Town of Lockport Dog Control Officer Barry Kobrin said neighbors, who had long complained about the dogs at Magrum’s house, stood inside their houses and clapped or gave him the thumbs-up as the dogs started coming out in crates Monday. The house was temporarily condemned pending a cleanup, after a buildup of feces and urine was found on the dogs and in the house and garage in areas where the dogs were living.
“It was the nastiest thing I’ve seen in my 35 years on the force,” said Eggert, who was at the scene Feb. 2. He said two vanloads of puppies were taken out.
Kobrin said Magrum had been contacted in the past but licensed at least three of the dogs and moved all of the dogs out during their most recent inspection.
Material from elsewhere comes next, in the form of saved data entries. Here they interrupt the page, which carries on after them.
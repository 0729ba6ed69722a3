pub mod api;
pub mod config;
pub mod db;
pub mod error;
pub mod gemini;
pub mod listennotes;
pub mod model;
pub mod summary;
pub mod web;
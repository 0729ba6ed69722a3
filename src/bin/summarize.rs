use anyhow::{anyhow, Result};
use clap::Parser;
use std::path::PathBuf;
use std::sync::Arc;
use tracing::info;

use podcast_summarizer::config;
use podcast_summarizer::db;
use podcast_summarizer::gemini::GeminiClient;
use podcast_summarizer::listennotes::ListenNotesClient;
use podcast_summarizer::summary::{SummaryOutcome, SummaryService};

#[derive(Debug, Parser)]
#[command(
    author,
    version,
    about = "Print the stored summary for an episode, generating and storing it first if missing"
)]
struct Args {
    /// Path to YAML config file
    #[arg(long, default_value = "config.yaml")]
    config: PathBuf,

    /// Listen Notes episode id
    #[arg(long)]
    id: String,

    /// Only read the store; fail instead of generating
    #[arg(long)]
    cached_only: bool,
}

#[tokio::main]
async fn main() -> Result<()> {
    tracing_subscriber::fmt()
        .with_env_filter(tracing_subscriber::EnvFilter::from_default_env())
        .with_target(false)
        .compact()
        .with_writer(std::io::stderr)
        .init();

    let args = Args::parse();
    let cfg = config::load(Some(&args.config))?;
    cfg.ensure_dirs()?;

    let pool = db::init_pool(&cfg.database_url()).await?;
    db::run_migrations(&pool).await?;

    let service = SummaryService::new(
        pool.clone(),
        Arc::new(ListenNotesClient::from_config(&cfg)?),
        Arc::new(GeminiClient::from_config(&cfg)?),
    );

    let summary = if args.cached_only {
        service
            .retrieve(&args.id)
            .await?
            .ok_or_else(|| anyhow!("no stored summary for {}", args.id))?
    } else {
        let outcome = service.retrieve_or_create(&args.id).await?;
        match &outcome {
            SummaryOutcome::Created(_) => info!(id = %args.id, "generated new summary"),
            SummaryOutcome::Cached(_) => info!(id = %args.id, "using stored summary"),
        }
        outcome.into_summary()
    };

    println!("{}", summary.summary);
    pool.close().await;
    Ok(())
}
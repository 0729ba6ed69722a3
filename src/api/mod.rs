//! HTTP surface: JSON API routes plus the presentation pages.

use axum::{routing::get, Router};
use std::sync::Arc;
use tower_http::trace::TraceLayer;

use crate::listennotes::EpisodeSource;
use crate::summary::SummaryService;
use crate::web;

pub mod handlers;

/// Shared per-request state. Cloned into every handler; the pool and clients
/// inside are reference-counted handles owned by `main`.
#[derive(Clone)]
pub struct AppState {
    pub summaries: SummaryService,
    pub episodes: Arc<dyn EpisodeSource>,
    pub page_size: u32,
}

pub fn create_router(state: AppState) -> Router {
    Router::new()
        .route("/api/podcasts", get(handlers::list_podcasts))
        .route(
            "/api/summary",
            get(handlers::get_summary).post(handlers::create_summary),
        )
        .route("/health", get(handlers::health))
        .merge(web::routes())
        .with_state(state)
        .layer(TraceLayer::new_for_http())
}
Former Dog Control Officer Joan Coe went to the home each time a complaint call came in, but she was never able to get inside the house to see what was happening.
“It was a cat-and-mouse kind of operation,”Kobrin said.
Kobrin said police needed a search warrant or subpoena to get inside, but he hopes to see that changed in the near future with a revised town ordinance or U.S. Department of Agriculture rules, which would allow a dog-control officer “with great suspicion” to enter the premises.
“It was terrible, and I feel bad for the children in the home, and I feel bad for the dogs living in filthy conditions. This was a puppy mill,” Kobrin said. “She was selling these dogs for a lot of money.”
Kobrin praised the SPCA of Niagara’s work on the case. “They handled this very well,” he said. “They worked with me very closely. Under the new management, the SPCA is a new place. I can’t commend them enough.”
The public also is responding to the recent changes at the SPCA. “When the word went out that we had this problem, we were immediately overwhelmed with offers of support,” Bell said. “That wasn’t always true in the past. I think that’s very telling. I think the word is getting out that we are a can-do kind of place. Everyone involved now is aware that we are part of the solution.”
Bell said officials had to cut off the waiting list of people wanting Pomeranians after receiving 110 calls in the first few days.
“We literally had 500 phone calls from people wanting to adopt these animals,” Bell said. “We had to bring in extra volunteer help to deal with the people calling and dropping off donations.”
He said the agency is using the increase in demand to remind people that they have lots of other dogs available for adoption.
“The bigger dogs need homes just as much as these little guys,” Bell said.
“In the end, we should be a happy place, a place where we adopt our animals, not a place where we incarcerate them.”